§ Exercise details: Restate word for word every line from the one containing "pub fn restart(&mut" to the last line of the records below.

Stored data
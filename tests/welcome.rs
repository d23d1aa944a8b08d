mod common;

use std::time::{Duration, Instant};

use chrono::{DateTime, Utc};
use common::{RecordingAdapter, app_with};
use walkers_terminal::data::fixtures;
use walkers_terminal::notify::NotificationQueue;
use walkers_terminal::prefs::PreferenceStore;
use walkers_terminal::welcome::{WelcomeScheduler, select_featured_fixture, welcome_text};

const GRACE: Duration = Duration::from_secs(2 * 60 * 60);

fn at(raw: &str) -> DateTime<Utc> {
    DateTime::parse_from_rfc3339(raw)
        .expect("valid timestamp")
        .with_timezone(&Utc)
}

fn scheduler() -> WelcomeScheduler {
    WelcomeScheduler::new(
        Duration::from_millis(1500),
        GRACE,
        Duration::from_millis(8000),
    )
}

#[test]
fn first_qualifying_fixture_in_dataset_order_wins() {
    let all = fixtures();
    // The third entry kicks off earlier but comes later in the dataset.
    let picked = select_featured_fixture(&all, at("2026-02-01T12:00:00Z"), GRACE).expect("fixture");
    assert_eq!(picked.opponent, "Benfica");
    assert_eq!(picked.kickoff, all[0].kickoff);
}

#[test]
fn match_in_progress_stays_featured_within_grace() {
    let all = fixtures();
    let picked = select_featured_fixture(&all, at("2026-02-17T21:00:00Z"), GRACE).expect("fixture");
    assert_eq!(picked.kickoff, all[0].kickoff);

    let later = select_featured_fixture(&all, at("2026-02-17T22:30:00Z"), GRACE).expect("fixture");
    assert_eq!(later.opponent, "Club Atlético Osasuna");
}

#[test]
fn falls_back_to_last_fixture_when_all_are_past() {
    let all = fixtures();
    let picked = select_featured_fixture(&all, at("2026-10-19T12:00:00Z"), GRACE).expect("fixture");
    assert_eq!(picked.opponent, all[all.len() - 1].opponent);
}

#[test]
fn unbounded_grace_admits_every_fixture() {
    let all = fixtures();
    let picked = select_featured_fixture(&all, at("2026-10-19T12:00:00Z"), Duration::MAX)
        .expect("fixture");
    assert_eq!(picked.opponent, all[0].opponent);
}

#[test]
fn empty_dataset_selects_nothing() {
    assert!(select_featured_fixture(&[], Utc::now(), GRACE).is_none());
}

#[test]
fn welcome_text_substitutes_opponent_per_language() {
    let all = fixtures();
    let (title, body) = welcome_text("ru", &all[0]);
    assert_eq!(title, "С возвращением!");
    assert!(body.contains("Benfica"));
    assert!(!body.contains("{opponent}"));

    let (title, _) = welcome_text("rmtv", &all[0]);
    assert_eq!(title, "Welcome Back!");
}

#[test]
fn scheduler_enqueues_exactly_once_after_delay() {
    let all = fixtures();
    let mut queue = NotificationQueue::new();
    let mut welcome = scheduler();
    let t0 = Instant::now();
    let wall = at("2026-02-20T10:00:00Z");
    welcome.schedule("en", t0);

    assert!(welcome.poll(t0 + Duration::from_millis(1499), wall, &all, &mut queue).is_none());
    let id = welcome
        .poll(t0 + Duration::from_millis(1500), wall, &all, &mut queue)
        .expect("welcome fired");
    assert!(welcome.poll(t0 + Duration::from_secs(10), wall, &all, &mut queue).is_none());

    let item = queue.get(&id).expect("queued");
    assert_eq!(queue.len(), 1);
    assert_eq!(item.title, "Welcome Back!");
    assert!(item.body.contains("Osasuna"));
    assert_eq!(item.icon.as_deref(), Some(all[1].opponent_logo.as_str()));
    assert_eq!(item.duration, Duration::from_millis(8000));
}

#[test]
fn language_change_cancels_and_rearms() {
    let all = fixtures();
    let mut queue = NotificationQueue::new();
    let mut welcome = scheduler();
    let t0 = Instant::now();
    let wall = at("2026-02-20T10:00:00Z");
    welcome.schedule("en", t0);

    assert!(welcome.language_changed("hy", t0 + Duration::from_millis(1000)));
    assert!(!welcome.language_changed("hy", t0 + Duration::from_millis(1200)));
    assert!(welcome.poll(t0 + Duration::from_millis(1500), wall, &all, &mut queue).is_none());

    let id = welcome
        .poll(t0 + Duration::from_millis(2500), wall, &all, &mut queue)
        .expect("rescheduled welcome fired");
    assert_eq!(queue.get(&id).map(|n| n.title.as_str()), Some("Բարի վերադարձ"));
    assert_eq!(queue.len(), 1);
}

#[test]
fn every_firing_adds_a_new_notification() {
    let all = fixtures();
    let mut queue = NotificationQueue::new();
    let mut welcome = scheduler();
    let t0 = Instant::now();
    let wall = at("2026-02-20T10:00:00Z");

    welcome.schedule("en", t0);
    welcome.poll(t0 + Duration::from_secs(2), wall, &all, &mut queue);
    welcome.language_changed("ru", t0 + Duration::from_secs(3));
    welcome.poll(t0 + Duration::from_secs(5), wall, &all, &mut queue);

    assert_eq!(queue.visible().len(), 2);
}

#[test]
fn cancelled_welcome_never_fires() {
    let all = fixtures();
    let mut queue = NotificationQueue::new();
    let mut welcome = scheduler();
    let t0 = Instant::now();
    welcome.schedule("en", t0);
    welcome.cancel();
    assert!(!welcome.is_scheduled());
    assert!(welcome.poll(t0 + Duration::from_secs(5), Utc::now(), &all, &mut queue).is_none());
}

#[test]
fn app_tick_shows_localized_welcome_after_delay() {
    let wall = at("2026-02-20T10:00:00Z");
    let (adapter, _) = RecordingAdapter::new(false);
    let (mut state, t0) = app_with(adapter, PreferenceStore::in_memory(), "/", wall);

    state.tick(t0 + Duration::from_millis(1499), wall);
    assert!(state.notifications.is_empty());

    state.tick(t0 + Duration::from_millis(1500), wall);
    let shown = state.notifications.visible();
    assert_eq!(shown.len(), 1);
    assert_eq!(shown[0].title, "С возвращением!");
    assert!(shown[0].body.contains("Osasuna"));
    assert_eq!(shown[0].duration, Duration::from_millis(8000));
    assert!(state.logs.iter().any(|l| l == "[INFO] Welcome notification shown"));

    state.tick(t0 + Duration::from_secs(5), wall);
    assert_eq!(state.notifications.len(), 1);
}

#[test]
fn language_switch_after_welcome_adds_a_second_one() {
    let wall = at("2026-02-20T10:00:00Z");
    let (adapter, _) = RecordingAdapter::new(false);
    let (mut state, t0) = app_with(adapter, PreferenceStore::in_memory(), "/", wall);
    state.tick(t0 + Duration::from_millis(1500), wall);

    let switched = t0 + Duration::from_secs(2);
    state.set_language("en", switched);
    state.tick(switched + Duration::from_millis(1499), wall);
    assert_eq!(state.notifications.len(), 1);

    state.tick(switched + Duration::from_millis(1500), wall);
    let shown = state.notifications.visible();
    assert_eq!(shown.len(), 2);
    assert_eq!(shown[0].title, "С возвращением!");
    assert_eq!(shown[1].title, "Welcome Back!");
    assert!(shown[1].body.contains("Osasuna"));

    state.set_language("en", switched + Duration::from_secs(2));
    state.tick(switched + Duration::from_secs(6), wall);
    assert_eq!(state.notifications.len(), 2);
}
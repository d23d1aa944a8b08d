use std::time::{Duration, Instant};

/// One-shot delayed task. Arming again replaces the pending deadline. A delay
/// too large to represent as an `Instant` never comes due.
#[derive(Debug, Clone)]
pub struct Timeout {
    delay: Duration,
    due: Option<Instant>,
}

impl Timeout {
    pub fn new(delay: Duration) -> Self {
        Self { delay, due: None }
    }

    pub fn armed(delay: Duration, now: Instant) -> Self {
        let mut timeout = Self::new(delay);
        timeout.arm(now);
        timeout
    }

    pub fn delay(&self) -> Duration {
        self.delay
    }

    pub fn arm(&mut self, now: Instant) {
        self.due = now.checked_add(self.delay);
    }

    pub fn cancel(&mut self) {
        self.due = None;
    }

    pub fn is_pending(&self) -> bool {
        self.due.is_some()
    }

    /// Armed and not yet due at `now`.
    pub fn is_waiting(&self, now: Instant) -> bool {
        self.due.is_some_and(|due| now < due)
    }

    /// Returns true exactly once, on the first poll at or after the deadline.
    pub fn fire(&mut self, now: Instant) -> bool {
        match self.due {
            Some(due) if now >= due => {
                self.due = None;
                true
            }
            _ => false,
        }
    }
}

/// Periodic task. `poll` reports how many periods elapsed since the last poll.
#[derive(Debug, Clone)]
pub struct Interval {
    period: Duration,
    next: Option<Instant>,
}

impl Interval {
    pub fn new(period: Duration) -> Self {
        Self {
            period: period.max(Duration::from_millis(1)),
            next: None,
        }
    }

    pub fn started(period: Duration, now: Instant) -> Self {
        let mut interval = Self::new(period);
        interval.restart(now);
        interval
    }

    pub fn period(&self) -> Duration {
        self.period
    }

    pub fn restart(&mut self, now: Instant) {
        self.next = now.checked_add(self.period);
    }

    pub fn cancel(&mut self) {
        self.next = None;
    }

    pub fn is_running(&self) -> bool {
        self.next.is_some()
    }

    pub fn poll(&mut self, now: Instant) -> u32 {
        let Some(next) = self.next else {
            return 0;
        };
        if now < next {
            return 0;
        }
        let behind = now.duration_since(next).as_nanos() / self.period.as_nanos();
        let ticks = u32::try_from(behind.saturating_add(1)).unwrap_or(u32::MAX);
        self.next = self
            .period
            .checked_mul(ticks)
            .and_then(|elapsed| next.checked_add(elapsed));
        ticks
    }
}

§ Answer:
    pub fn restart(&mut self, now: Instant) {
        self.next = now.checked_add(self.period);
    }

    pub fn cancel(&mut self) {
        self.next = None;
    }

    pub fn is_running(&self) -> bool {
        self.next.is_some()
    }

    pub fn poll(&mut self, now: Instant) -> u32 {
        let Some(next) = self.next else {
            return 0;
        };
        if now < next {
            return 0;
        }
        let behind = now.duration_since(next).as_nanos() / self.period.as_nanos();
        let ticks = u32::try_from(behind.saturating_add(1)).unwrap_or(u32::MAX);
        self.next = self
            .period
            .checked_mul(ticks)
            .and_then(|elapsed| next.checked_add(elapsed));
        ticks
    }
}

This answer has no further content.